[In the fifth of a series picking out the most notable Game Developers Conference 2009 lectures, sister site Gamasutra examines the Production Track, featuring talks from the Spore, Crysis Warhead and Fable II creators, as well as production analyses from BioWare Austin, Microsoft Game Studios, and Bungie.]
Game Developers Conference 2009 (organized by Gamasutra parent company Think Services) is set to take place in San Francisco’s Moscone Center from March 23 to 27, 2009 – with the important early registration deadline now imminent, and set for February 12.
With nearly 390 sessions now confirmed for GDC 2009, we’ll be taking a track by track look at the conference’s line-up over the next few weeks.
Fifth on the list is GDC’s Production Track, which will look at “the game development process from the standpoint of running project nuances” and will offer “proven strategies for effective game production.”
Notable highlights thus far announced for this track are as follows:
– Covering Spore‘s online Share features, Maxis producer Caryl Shaw will talk about the multi-genre game’s unique challenges that the studio encountered with its social networking and content delivery systems during development and after shipping. In “Spore: Fulfilling the Massively-Single Player Promise – How’d We Do?“, she’ll also give the audience a window into that evolution and the successes and shortfalls of creating this new type of online game.
– Undoubtably a massive project, Fable II was in production for over four years and credited over 500 people to its creation. Developer Lionhead Studios’ Louise Cople and Microsoft’s Jonathan Taylor will present a lecture on “Producing Fable II,” looking into the “timeline, production methodology, team structure and organization of the project, revealing what went well and what were their biggest challenges.”
– Microsoft Game Studios’ lead software development engineer Joe Djorgee will provide a useful 20-minute “Overview of Video Games Testing within Microsoft Game Studios” in which he’ll talk about “how test teams are structured, staffed, and trained; the approach taken to test various projects; the use of test documentation; the different types of testing; the philosophy on directed testing versus ad hoc testing; as well as the use of bug databases.” He’ll also cover what kind of person makes a good tester and recommend helpful resources.

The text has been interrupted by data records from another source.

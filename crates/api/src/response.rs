//! Shared response envelope types for API handlers.
//!
//! Resource responses use a `{ "data": ... }` envelope. Use
//! [`DataResponse`] instead of ad-hoc `serde_json::json!({ "data": ... })`.

use serde::Serialize;

/// Standard `{ "data": T }` response envelope.
#[derive(Debug, Serialize)]
pub struct DataResponse<T: Serialize> {
    pub data: T,
}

– In “Failure is NOT an Option – Basic Survival Techniques for any Producer/Designer“, BioWare Austin’s co-studio director Rich Vogel will discuss techniques he’s picked up from 18 years in the game business on how to keep a team from failing. Targeting producers, project managers, and designers, the lecture will give valuable insight on “how to avoid failure and fix broken projects.”
– Producer Allen Murray will highlight production case studies from Halo 3 and provide a brutally honest look at “the evolution of production at Bungie from Halo 1 to 3 and share the failures and successes of the production staff” in this session titled “Building Your Airplane While Flying: Production at Bungie.” Producers will especially benefit from discussions on the studio’s approach with solving difficult challenges, as they compare and contrast with how their own studio operates.
– Crytek’s Bernd Diemer will provide an in-depth look at the production process behind Crysis Warhead, including “the development methods and processes used for developing a franchise title with a new team, in two studios in parallel.” He’ll talk about using fast prototyping to validate initial designs and to build up team confidence, how creative ownership can be used to improve quality, and more in “Crysis Warhead Postmortem: Blowing Up Stuff“.
– Electronic Arts Redwood Shores senior producer Chuck Beaver will deliver “Dead Space: How We Launched the Scariest New IP,” a lecture relevant to anyone producing a horror-genre title, as he will detail “the trials, tribulations, practices and philosophies that led Dead Space to getting green lit as a new IP,” as well as “tactics and examples of how to make the scariest game ever.”
– In “He Who Ships, Wins: Producing Gears of War 2“, Epic Games senior producer Rod Fergusson will talk about his team’s best practices with shipping a major holiday release within 24 months, discussing pre-production scoping, handling crunch and managing the endgame. He’ll reflect upon “specific philosophies, methodologies and techniques to see how they were applied to the production of Gears of War 2 and to what benefit.”
– Media Molecule’s Siobhan Reddy and Kareem Ettouney will talk about “The LittleBigPlanet Jam,” sharing with attendees the different methods they used to “build a small team of talented people and fostered the idea of jamming in the creation of LittleBigPlanet.” They’ll not talk about how the “jamming style” applies from a production and creative angle, but also how it evolved during their title’s production.
The full Production Track line-up to date includes many more notable lectures and roundtables, including discussions on prototyping, iterative development for Mass Effect 2, veteran creator Mark Cerny on production methodology, and more.